L’inaugurazione della stagione è una serata in cui si parla di tutto ma poco dell’opera ( poi il loggione fischia), tanto più che quest’anno la si sta raccontando da mesi, così pare di averla già vista e sentita. Poi restano sempre nell’aria il livore e le lotte e gli sgarri e le trappole che da sempre governano il meraviglioso teatro: dopo il grande Paolo Grassi, dopo Badini, dopo Claudio Abbado direttore musicale dal ’72 all’86, sono diventati roventi i duelli tra il sovraintendente Fontana, anche lui di impronta socialista come i precedenti, e il direttore musicale Riccardo Muti (’ 86- 2005) sempre sul podio (forse solo il grande Gianandrea Gavazzeni, pure direttore musicale per qualche anno ha diretto più opere di lui). Via sia Muti che Fontana c’è stato l’arrivo di Meli sopportato solo qualche mese, poi un sovraintendente straniero, il francese Stéphane Lissner, non manovrabile dalla nostra politica, odiatissimo dai patrioti desiderosi di mettersi al suo posto; dopo anni belli molto contestati e finalmente sul podio direttori di tutto il mondo, è stato chiamato da Hollande a occuparsi dei teatri d’opera parigini. Infine, svicolando dai furibondi pretendenti italiani e dalle manovre poltronistiche di politica locale e nazionale, lo ha sostituito l’attuale sovraintendente, l’austriaco Alexander Pereira, impegnato soprattutto adesso a raccogliere denaro privato per sopperire a quello pubblico.
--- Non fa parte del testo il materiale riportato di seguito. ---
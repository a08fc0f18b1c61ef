//! Error types for copper-pour-problem.
//!
//! Domain errors live next to their modules
//! ([`CircuitError`](crate::circuit::CircuitError),
//! [`PourError`](crate::pour::PourError)); this module holds the
//! configuration errors and the top-level [`Error`] the binary reports.

use std::path::PathBuf;

use thiserror::Error;

use crate::circuit::CircuitError;
use crate::pour::PourError;

/// Errors that can occur during configuration operations.
#[derive(Error, Debug)]
pub enum ConfigError {
    /// Configuration file could not be read.
    #[error("failed to read configuration file: {path}")]
    ReadError {
        /// Path to the configuration file.
        path: PathBuf,
        /// The underlying IO error.
        #[source]
        source: std::io::Error,
    },

    /// Configuration file could not be parsed.
    #[error("failed to parse configuration file: {path}")]
    ParseError {
        /// Path to the configuration file.
        path: PathBuf,
        /// The underlying JSON error.
        #[source]
        source: serde_json::Error,
    },

    /// Configuration file not found.
    #[error("configuration file not found: {path}")]
    NotFound {
        /// Path where the configuration file was expected.
        path: PathBuf,
    },

    /// Configuration validation failed.
    #[error("configuration validation failed: {message}")]
    ValidationError {
        /// Description of the validation failure.
        message: String,
    },
}

/// Any error the command line tool can report.
#[derive(Error, Debug)]
pub enum Error {
    /// Configuration problem.
    #[error(transparent)]
    Config(#[from] ConfigError),

    /// The circuit could not be read.
    #[error(transparent)]
    Circuit(#[from] CircuitError),

    /// A pour problem could not be built.
    #[error(transparent)]
    Pour(#[from] PourError),

    /// A pour request file could not be read.
    #[error("failed to read pour request file: {path}")]
    RequestsRead {
        /// Path to the request file.
        path: PathBuf,
        /// The underlying IO error.
        #[source]
        source: std::io::Error,
    },

    /// A pour request file could not be parsed.
    #[error("failed to parse pour request file: {path}")]
    RequestsParse {
        /// Path to the request file.
        path: PathBuf,
        /// The underlying JSON error.
        #[source]
        source: serde_json::Error,
    },

    /// The problems could not be serialised.
    #[error("failed to serialise pour problems")]
    Serialise {
        /// The underlying JSON error.
        #[source]
        source: serde_json::Error,
    },

    /// The output could not be written.
    #[error("failed to write output: {path}")]
    Output {
        /// Output path (`-` for stdout).
        path: PathBuf,
        /// The underlying IO error.
        #[source]
        source: std::io::Error,
    },
}
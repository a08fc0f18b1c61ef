//! Connectivity keys attached to pour pads.
//!
//! Elements without a resolvable net still need a key so the solver can
//! tell them apart from the pour net. Those keys are synthesised from the
//! element id, with a distinct prefix per source so they never collide with
//! each other or with real keys.

use std::fmt;

use serde::{Serialize, Serializer};

/// The connectivity key of a pad.
#[derive(Debug, Clone, PartialEq, Eq, Hash)]
pub enum ConnectivityKey {
    /// A key returned by the connectivity resolver.
    Real(String),
    /// Unconnected SMT pad: `unconnected:<id>`.
    Unconnected(String),
    /// Unconnected plated hole: `unconnected-plated-hole:<id>`.
    UnconnectedPlatedHole(String),
    /// Unconnected via: `unconnected-via:<id>`.
    UnconnectedVia(String),
    /// Bare hole, never electrically connected: `hole:<id>`.
    Hole(String),
    /// Board cutout, never electrically connected: `cutout:<id>`.
    Cutout(String),
}

impl ConnectivityKey {
    /// Returns the resolver's key, or the given fallback when there is none.
    #[must_use]
    pub fn resolved_or(resolved: Option<&str>, fallback: impl FnOnce() -> Self) -> Self {
        resolved.map_or_else(fallback, |key| Self::Real(key.to_string()))
    }

    fn parts(&self) -> (&'static str, &String) {
        match self {
            Self::Real(key) => ("", key),
            Self::Unconnected(id) => ("unconnected:", id),
            Self::UnconnectedPlatedHole(id) => ("unconnected-plated-hole:", id),
            Self::UnconnectedVia(id) => ("unconnected-via:", id),
            Self::Hole(id) => ("hole:", id),
            Self::Cutout(id) => ("cutout:", id),
        }
    }
}

impl fmt::Display for ConnectivityKey {
    fn fmt(&self, f: &mut fmt::Formatter<'_>) -> fmt::Result {
        let (prefix, value) = self.parts();
        write!(f, "{prefix}{value}")
    }
}

impl Serialize for ConnectivityKey {
    fn serialize<S: Serializer>(&self, serializer: S) -> Result<S::Ok, S::Error> {
        serializer.collect_str(self)
    }
}

#[cfg(test)]
mod tests {
    use super::*;

    #[test]
    fn synthetic_key_strings() {
        let id = "pcb_x_1".to_string();
        assert_eq!(
            ConnectivityKey::Unconnected(id.clone()).to_string(),
            "unconnected:pcb_x_1"
        );
        assert_eq!(
            ConnectivityKey::UnconnectedPlatedHole(id.clone()).to_string(),
            "unconnected-plated-hole:pcb_x_1"
        );
        assert_eq!(
            ConnectivityKey::UnconnectedVia(id.clone()).to_string(),
            "unconnected-via:pcb_x_1"
        );
        assert_eq!(ConnectivityKey::Hole(id.clone()).to_string(), "hole:pcb_x_1");
        assert_eq!(ConnectivityKey::Cutout(id).to_string(), "cutout:pcb_x_1");
    }

    #[test]
    fn real_key_is_verbatim() {
        let key = ConnectivityKey::Real("connectivity_net3".to_string());
        assert_eq!(key.to_string(), "connectivity_net3");
        assert_eq!(
            serde_json::to_string(&key).unwrap(),
            "\"connectivity_net3\""
        );
    }

    #[test]
    fn resolved_or_fallback() {
        let key = ConnectivityKey::resolved_or(None, || ConnectivityKey::Hole("h".to_string()));
        assert_eq!(key, ConnectivityKey::Hole("h".to_string()));
        let key = ConnectivityKey::resolved_or(Some("net"), || unreachable!());
        assert_eq!(key, ConnectivityKey::Real("net".to_string()));
    }
}
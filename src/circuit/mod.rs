//! Circuit JSON board model.
//!
//! A circuit JSON document is a flat array of records, each tagged with a
//! `type` field:
//!
//! ```text
//! [
//!   { "type": "pcb_board", "width": 10, "height": 10, ... },
//!   { "type": "pcb_smtpad", "shape": "rect", "layer": "top", ... },
//!   { "type": "pcb_trace", "route": [ { "route_type": "wire", ... }, ... ] },
//!   { "type": "source_net", "name": "GND", ... },
//!   ...
//! ]
//! ```
//!
//! Only the record types relevant to copper pour extraction are modelled;
//! everything else is skipped while reading.

pub mod elements;
pub mod error;
mod reader;

pub use elements::{
    Board, CircuitElement, Cutout, CutoutShape, Hole, HoleShape, Layer, PlatedHole, Point, Port,
    RoutePoint, SmtPad, SmtPadShape, SourceNet, SourcePort, SourceTrace, Trace, Via,
};
pub use error::{CircuitError, CircuitResult};

use std::path::Path;

/// A parsed circuit: the ordered list of modelled elements.
#[derive(Debug, Clone, Default, PartialEq)]
pub struct Circuit {
    elements: Vec<CircuitElement>,
}

impl Circuit {
    /// Creates a circuit from already validated elements.
    #[must_use]
    pub const fn new(elements: Vec<CircuitElement>) -> Self {
        Self { elements }
    }

    /// Reads a circuit from a circuit JSON file.
    ///
    /// # Errors
    ///
    /// Returns an error if the file cannot be read or is not valid circuit JSON.
    pub fn read(path: impl AsRef<Path>) -> CircuitResult<Self> {
        let path = path.as_ref();
        let contents =
            std::fs::read_to_string(path).map_err(|e| CircuitError::file_read(path, e))?;
        let circuit = Self::from_json_str(&contents)?;

        tracing::info!(
            path = %path.display(),
            count = circuit.elements.len(),
            "Read circuit JSON"
        );

        Ok(circuit)
    }

    /// Parses a circuit from a circuit JSON string.
    ///
    /// # Errors
    ///
    /// Returns an error if the string is not a JSON array, or if a known
    /// element is missing geometry its shape requires.
    pub fn from_json_str(json: &str) -> CircuitResult<Self> {
        let value = serde_json::from_str(json).map_err(|source| CircuitError::Json { source })?;
        Self::from_json_value(value)
    }

    /// Parses a circuit from an already decoded JSON value.
    ///
    /// # Errors
    ///
    /// See [`Circuit::from_json_str`].
    pub fn from_json_value(value: serde_json::Value) -> CircuitResult<Self> {
        reader::parse_elements(value).map(Self::new)
    }

    /// Returns all elements in document order.
    #[must_use]
    pub fn elements(&self) -> &[CircuitElement] {
        &self.elements
    }

    /// Returns the first board definition, if any.
    #[must_use]
    pub fn board(&self) -> Option<&Board> {
        self.elements.iter().find_map(|e| match e {
            CircuitElement::Board(board) => Some(board),
            _ => None,
        })
    }

    /// Finds a source net by name.
    #[must_use]
    pub fn source_net_by_name(&self, name: &str) -> Option<&SourceNet> {
        self.elements.iter().find_map(|e| match e {
            CircuitElement::SourceNet(net) if net.name == name => Some(net),
            _ => None,
        })
    }
}
//! Copper pour problem extraction.
//!
//! Converts a [`Circuit`](crate::circuit::Circuit) into the flat input of a
//! copper pour solver for one layer and one net:
//!
//! ```text
//! elements ──▶ extract (per-kind rules, connectivity keys)
//!                 └─▶ trace segmentation (same-layer wire runs)
//!          ──▶ pads
//! board / outline override ──▶ bounds + outline ──▶ pour region
//! pads + region ──▶ Problem { pads, regionsForPour }
//! ```
//!
//! The conversion is pure: no I/O, no shared mutable state. The only
//! collaborator is a read-only [`ConnectivityResolver`](crate::connectivity::ConnectivityResolver).
//!
//! # Example
//!
//! ```
//! use copper_pour_problem::circuit::{Circuit, Layer};
//! use copper_pour_problem::connectivity::ConnectivityMap;
//! use copper_pour_problem::pour::{build_problem, PourRequest};
//!
//! let circuit = Circuit::from_json_str(r#"[
//!     { "type": "pcb_board", "pcb_board_id": "pcb_board_0", "width": 10, "height": 10 },
//!     { "type": "source_net", "source_net_id": "source_net_0", "name": "GND",
//!       "subcircuit_connectivity_map_key": "gnd" }
//! ]"#).unwrap();
//! let resolver = ConnectivityMap::from_circuit(&circuit);
//! let request = PourRequest {
//!     layer: Layer::Top,
//!     net_name: "GND".to_string(),
//!     pad_margin: 0.2,
//!     trace_margin: 0.2,
//!     board_edge_margin: None,
//!     cutout_margin: None,
//!     outline: None,
//! };
//!
//! let problem = build_problem(&circuit, &request, &resolver).unwrap();
//! assert_eq!(problem.regions_for_pour[0].connectivity_key, "gnd");
//! ```

pub mod bounds;
pub mod error;
pub mod extract;
pub mod key;
pub mod pad;
mod problem;
pub mod region;
pub mod target;
pub mod trace;

pub use bounds::{resolve_extent, RegionExtent};
pub use error::{PourError, PourResult};
pub use extract::extract_pads;
pub use key::ConnectivityKey;
pub use pad::{Bounds, Pad, PadGeometry};
pub use problem::{convert_circuit_to_problem, PourOptions, Problem};
pub use region::{PourRegion, RegionShape};
pub use target::{build_problem, build_problems, resolve_pour_key, PourRequest};
pub use trace::segment_trace;
impl<'a, A: FrameAllocator, D: DataCallback, E: ExceptionCallback, Ctx> Master<'a, A, D, E, Ctx> {
    pub fn with_table(mut self, table: &'a [(Function, MasterHandler)]) -> Self {
        self.table = table;
        self
    }

    /// Replace the no-op exception callback with a real one. Consumes and
    /// rebuilds the instance because the callback's concrete type is part of
    /// `Master`'s type (it's stored by value, not boxed, to stay `alloc`-free).
    pub fn with_exception_callback<E2: ExceptionCallback>(self, exception_callback: E2) -> Master<'a, A, D, E2, Ctx> {
        Master {
            allocator: self.allocator,
            table: self.table,
            data_callback: self.data_callback,
            exception_callback,
            request: self.request,
            view: self.view,
            context: self.context,
        }
    }

    pub fn set_user_context(&mut self, context: Ctx) {
        self.context = context;
    }

    pub fn user_context(&self) -> &Ctx {
        &self.context
    }

    pub fn user_context_mut(&mut self) -> &mut Ctx {
        &mut self.context
    }

    /// The bytes of the most recently built request, in whichever framing
    /// the triggering `build_*` call used.
    pub fn request(&self) -> &[u8] {
        match (&self.view, &self.request) {
            (RequestView::Pdu, Some(r)) => r.pdu(),
            (RequestView::Rtu, Some(r)) => r.rtu_frame(),
            (RequestView::Tcp, Some(r)) => r.tcp_frame(),
            _ => &[],
        }
    }

    pub fn request_len(&self) -> usize {
        self.request().len()
    }

    fn reserve_and_write<F>(&mut self, pdu_len_upper_bound: usize, write: F) -> Result<usize>
    where
        F: FnOnce(&mut [u8]) -> Result<usize>,
    {
        let buf = self.allocator.allocate(BufferPurpose::Request, pdu_len_upper_bound)?;
        self.request = Some(buf);
        write(self.request.as_mut().expect("just allocated above").pdu_mut())
    }

    fn finish_pdu(&mut self, written: usize) -> Result<()> {
        let buf = self.request.as_mut().ok_or_else(ErrorInfo::request_build_fail)?;
        buf.set_pdu_len(written);
        self.view = RequestView::Pdu;
        Ok(())
    }

    fn finish_rtu(&mut self, written: usize, address: u8) -> Result<()> {
        let buf = self.request.as_mut().ok_or_else(ErrorInfo::request_build_fail)?;
        buf.set_pdu_len(written);
        frame::rtu::finalize(buf, address);
        self.view = RequestView::Rtu;
        Ok(())
    }

    fn finish_tcp(&mut self, written: usize, transaction: u16, unit: u8) -> Result<()> {
        let buf = self.request.as_mut().ok_or_else(ErrorInfo::request_build_fail)?;
        buf.set_pdu_len(written);
        frame::tcp::finalize(buf, transaction, unit);
        self.view = RequestView::Tcp;
        Ok(())
    }

    /// Parse a bare PDU response. `address` is informational (there is no
    /// addressing in the PDU framing itself) and is only threaded through to
    /// the data/exception callbacks.
    pub fn parse_response_pdu(&mut self, address: u8, request_pdu: &[u8], response_pdu: &[u8]) -> Result<()> {
        dispatch::dispatch_pdu(
            self.table,
            request_pdu,
            response_pdu,
            address,
            &mut self.data_callback,
            Some(&mut self.exception_callback as &mut dyn ExceptionCallback),
        )
    }

    /// Parse an RTU response against the RTU request that produced it. Both
    /// frames' CRCs are validated and their addresses must match.
    pub fn parse_response_rtu(&mut self, request_frame: &[u8], response_frame: &[u8]) -> Result<()> {
        let (request_address, request_pdu) = frame::rtu::parse(request_frame)?;
        let (response_address, response_pdu) = frame::rtu::parse(response_frame)?;
        if request_address != response_address {
            return Err(ErrorInfo::response_parse_fail());
        }
        self.parse_response_pdu(response_address, request_pdu, response_pdu)
    }

    /// Parse a TCP/MBAP response against the TCP request that produced it.
    /// Both transaction id and unit id must match between request and
    /// response: a transaction mismatch fails the parse without invoking
    /// the data callback.
    pub fn parse_response_tcp(&mut self, request_frame: &[u8], response_frame: &[u8]) -> Result<()> {
        let (request_header, request_pdu) = frame::tcp::parse(request_frame)?;
        let (response_header, response_pdu) = frame::tcp::parse(response_frame)?;
        if request_header.transaction != response_header.transaction || request_header.unit != response_header.unit {
            return Err(ErrorInfo::response_parse_fail());
        }
        self.parse_response_pdu(response_header.unit, request_pdu, response_pdu)
    }

    pub fn build_read_coils_pdu(&mut self, start: u16, count: u16) -> Result<()> {
        let written = self.reserve_and_write(functions::read_coils::REQUEST_PDU_LEN, |out| {
            functions::read_coils::build_request(out, start, count)
        })?;
        self.finish_pdu(written)
    }

    pub fn build_read_coils_rtu(&mut self, address: u8, start: u16, count: u16) -> Result<()> {
        let written = self.reserve_and_write(functions::read_coils::REQUEST_PDU_LEN, |out| {
            functions::read_coils::build_request(out, start, count)
        })?;
        self.finish_rtu(written, address)
    }

    pub fn build_read_coils_tcp(&mut self, transaction: u16, unit: u8, start: u16, count: u16) -> Result<()> {
        let written = self.reserve_and_write(functions::read_coils::REQUEST_PDU_LEN, |out| {
            functions::read_coils::build_request(out, start, count)
        })?;
        self.finish_tcp(written, transaction, unit)
    }

    pub fn build_read_discrete_inputs_pdu(&mut self, start: u16, count: u16) -> Result<()> {
        let written = self.reserve_and_write(functions::read_discrete_inputs::REQUEST_PDU_LEN, |out| {
            functions::read_discrete_inputs::build_request(out, start, count)
        })?;
        self.finish_pdu(written)
    }

    pub fn build_read_discrete_inputs_rtu(&mut self, address: u8, start: u16, count: u16) -> Result<()> {
        let written = self.reserve_and_write(functions::read_discrete_inputs::REQUEST_PDU_LEN, |out| {
            functions::read_discrete_inputs::build_request(out, start, count)
        })?;
        self.finish_rtu(written, address)
    }

    pub fn build_read_discrete_inputs_tcp(&mut self, transaction: u16, unit: u8, start: u16, count: u16) -> Result<()> {
        let written = self.reserve_and_write(functions::read_discrete_inputs::REQUEST_PDU_LEN, |out| {
            functions::read_discrete_inputs::build_request(out, start, count)
        })?;
        self.finish_tcp(written, transaction, unit)
    }

    pub fn build_read_holding_registers_pdu(&mut self, start: u16, count: u16) -> Result<()> {
        let written = self.reserve_and_write(functions::read_holding_registers::REQUEST_PDU_LEN, |out| {
            functions::read_holding_registers::build_request(out, start, count)
        })?;
        self.finish_pdu(written)
    }

    pub fn build_read_holding_registers_rtu(&mut self, address: u8, start: u16, count: u16) -> Result<()> {
        let written = self.reserve_and_write(functions::read_holding_registers::REQUEST_PDU_LEN, |out| {
            functions::read_holding_registers::build_request(out, start, count)
        })?;
        self.finish_rtu(written, address)
    }

    pub fn build_read_holding_registers_tcp(&mut self, transaction: u16, unit: u8, start: u16, count: u16) -> Result<()> {
        let written = self.reserve_and_write(functions::read_holding_registers::REQUEST_PDU_LEN, |out| {
            functions::read_holding_registers::build_request(out, start, count)
        })?;
        self.finish_tcp(written, transaction, unit)
    }

    pub fn build_read_input_registers_pdu(&mut self, start: u16, count: u16) -> Result<()> {
        let written = self.reserve_and_write(functions::read_input_registers::REQUEST_PDU_LEN, |out| {
            functions::read_input_registers::build_request(out, start, count)
        })?;
        self.finish_pdu(written)
    }

    pub fn build_read_input_registers_rtu(&mut self, address: u8, start: u16, count: u16) -> Result<()> {
        let written = self.reserve_and_write(functions::read_input_registers::REQUEST_PDU_LEN, |out| {
            functions::read_input_registers::build_request(out, start, count)
        })?;
        self.finish_rtu(written, address)
    }

    pub fn build_read_input_registers_tcp(&mut self, transaction: u16, unit: u8, start: u16, count: u16) -> Result<()> {
        let written = self.reserve_and_write(functions::read_input_registers::REQUEST_PDU_LEN, |out| {
            functions::read_input_registers::build_request(out, start, count)
        })?;
        self.finish_tcp(written, transaction, unit)
    }

    pub fn build_write_single_coil_pdu(&mut self, index: u16, value: bool) -> Result<()> {
        let written = self.reserve_and_write(functions::write_single_coil::REQUEST_PDU_LEN, |out| {
            functions::write_single_coil::build_request(out, index, value)
        })?;
        self.finish_pdu(written)
    }

    pub fn build_write_single_coil_rtu(&mut self, address: u8, index: u16, value: bool) -> Result<()> {
        let written = self.reserve_and_write(functions::write_single_coil::REQUEST_PDU_LEN, |out| {
            functions::write_single_coil::build_request(out, index, value)
        })?;
        self.finish_rtu(written, address)
    }

    pub fn build_write_single_coil_tcp(&mut self, transaction: u16, unit: u8, index: u16, value: bool) -> Result<()> {
        let written = self.reserve_and_write(functions::write_single_coil::REQUEST_PDU_LEN, |out| {
            functions::write_single_coil::build_request(out, index, value)
        })?;
        self.finish_tcp(written, transaction, unit)
    }

    pub fn build_write_single_register_pdu(&mut self, index: u16, value: u16) -> Result<()> {
        let written = self.reserve_and_write(functions::write_single_register::REQUEST_PDU_LEN, |out| {
            functions::write_single_register::build_request(out, index, value)
        })?;
        self.finish_pdu(written)
    }

    pub fn build_write_single_register_rtu(&mut self, address: u8, index: u16, value: u16) -> Result<()> {
        let written = self.reserve_and_write(functions::write_single_register::REQUEST_PDU_LEN, |out| {
            functions::write_single_register::build_request(out, index, value)
        })?;
        self.finish_rtu(written, address)
    }

    pub fn build_write_single_register_tcp(&mut self, transaction: u16, unit: u8, index: u16, value: u16) -> Result<()> {
        let written = self.reserve_and_write(functions::write_single_register::REQUEST_PDU_LEN, |out| {
            functions::write_single_register::build_request(out, index, value)
        })?;
        self.finish_tcp(written, transaction, unit)
    }

    pub fn build_write_multiple_coils_pdu(
        &mut self,
        start: u16,
        count: u16,
        values: impl IntoIterator<Item = bool>,
    ) -> Result<()> {
        let upper_bound = functions::write_multiple_coils::request_pdu_len(count);
        let written = self.reserve_and_write(upper_bound, |out| {
            functions::write_multiple_coils::build_request(out, start, count, values)
        })?;
        self.finish_pdu(written)
    }

    pub fn build_write_multiple_coils_rtu(
        &mut self,
        address: u8,
        start: u16,
        count: u16,
        values: impl IntoIterator<Item = bool>,
    ) -> Result<()> {
        let upper_bound = functions::write_multiple_coils::request_pdu_len(count);
        let written = self.reserve_and_write(upper_bound, |out| {
            functions::write_multiple_coils::build_request(out, start, count, values)
        })?;
        self.finish_rtu(written, address)
    }

    pub fn build_write_multiple_coils_tcp(
        &mut self,
        transaction: u16,
        unit: u8,
        start: u16,
        count: u16,
        values: impl IntoIterator<Item = bool>,
    ) -> Result<()> {
        let upper_bound = functions::write_multiple_coils::request_pdu_len(count);
        let written = self.reserve_and_write(upper_bound, |out| {
            functions::write_multiple_coils::build_request(out, start, count, values)
        })?;
        self.finish_tcp(written, transaction, unit)
    }

    pub fn build_write_multiple_registers_pdu(&mut self, start: u16, values: &[u16]) -> Result<()> {
        let upper_bound = functions::write_multiple_registers::request_pdu_len(values.len() as u16);
        let written = self.reserve_and_write(upper_bound, |out| {
            functions::write_multiple_registers::build_request(out, start, values)
        })?;
        self.finish_pdu(written)
    }

    pub fn build_write_multiple_registers_rtu(&mut self, address: u8, start: u16, values: &[u16]) -> Result<()> {
        let upper_bound = functions::write_multiple_registers::request_pdu_len(values.len() as u16);
        let written = self.reserve_and_write(upper_bound, |out| {
            functions::write_multiple_registers::build_request(out, start, values)
        })?;
        self.finish_rtu(written, address)
    }

    pub fn build_write_multiple_registers_tcp(
        &mut self,
        transaction: u16,
        unit: u8,
        start: u16,
        values: &[u16],
    ) -> Result<()> {
        let upper_bound = functions::write_multiple_registers::request_pdu_len(values.len() as u16);
        let written = self.reserve_and_write(upper_bound, |out| {
            functions::write_multiple_registers::build_request(out, start, values)
        })?;
        self.finish_tcp(written, transaction, unit)
    }

    pub fn build_mask_write_register_pdu(&mut self, index: u16, and_mask: u16, or_mask: u16) -> Result<()> {
        let written = self.reserve_and_write(functions::mask_write_register::REQUEST_PDU_LEN, |out| {
            functions::mask_write_register::build_request(out, index, and_mask, or_mask)
        })?;
        self.finish_pdu(written)
    }

    pub fn build_mask_write_register_rtu(&mut self, address: u8, index: u16, and_mask: u16, or_mask: u16) -> Result<()> {
        let written = self.reserve_and_write(functions::mask_write_register::REQUEST_PDU_LEN, |out| {
            functions::mask_write_register::build_request(out, index, and_mask, or_mask)
        })?;
        self.finish_rtu(written, address)
    }

    pub fn build_mask_write_register_tcp(
        &mut self,
        transaction: u16,
        unit: u8,
        index: u16,
        and_mask: u16,
        or_mask: u16,
    ) -> Result<()> {
        let written = self.reserve_and_write(functions::mask_write_register::REQUEST_PDU_LEN, |out| {
            functions::mask_write_register::build_request(out, index, and_mask, or_mask)
        })?;
        self.finish_tcp(written, transaction, unit)
    }
}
Ma nulla cambia da noi, neppure nel più prestigioso teatro del mondo: infatti c’è, come si dice, chi continua a tramare nell’ombra. Poi naturalmente c’è l’uso social politico del 7 dicembre esploso quasi cinquant’anni fa, con Capanna e i ragazzi di allora che gettavano uova marce sugli abiti di signore incolpevoli e gridavano, innocenti e sbagliandosi di grosso, “Approfittatene borghesi, è la vostra ultima serata!”. Da allora, ogni tanto protestano disoccupati o licenziati, o centri sociali o alternativi o antagonisti o altro, sempre più flebilmente. Ormai si è capito che ci vuole altro per cambiare il Paese, e non se ne è ancora vista traccia.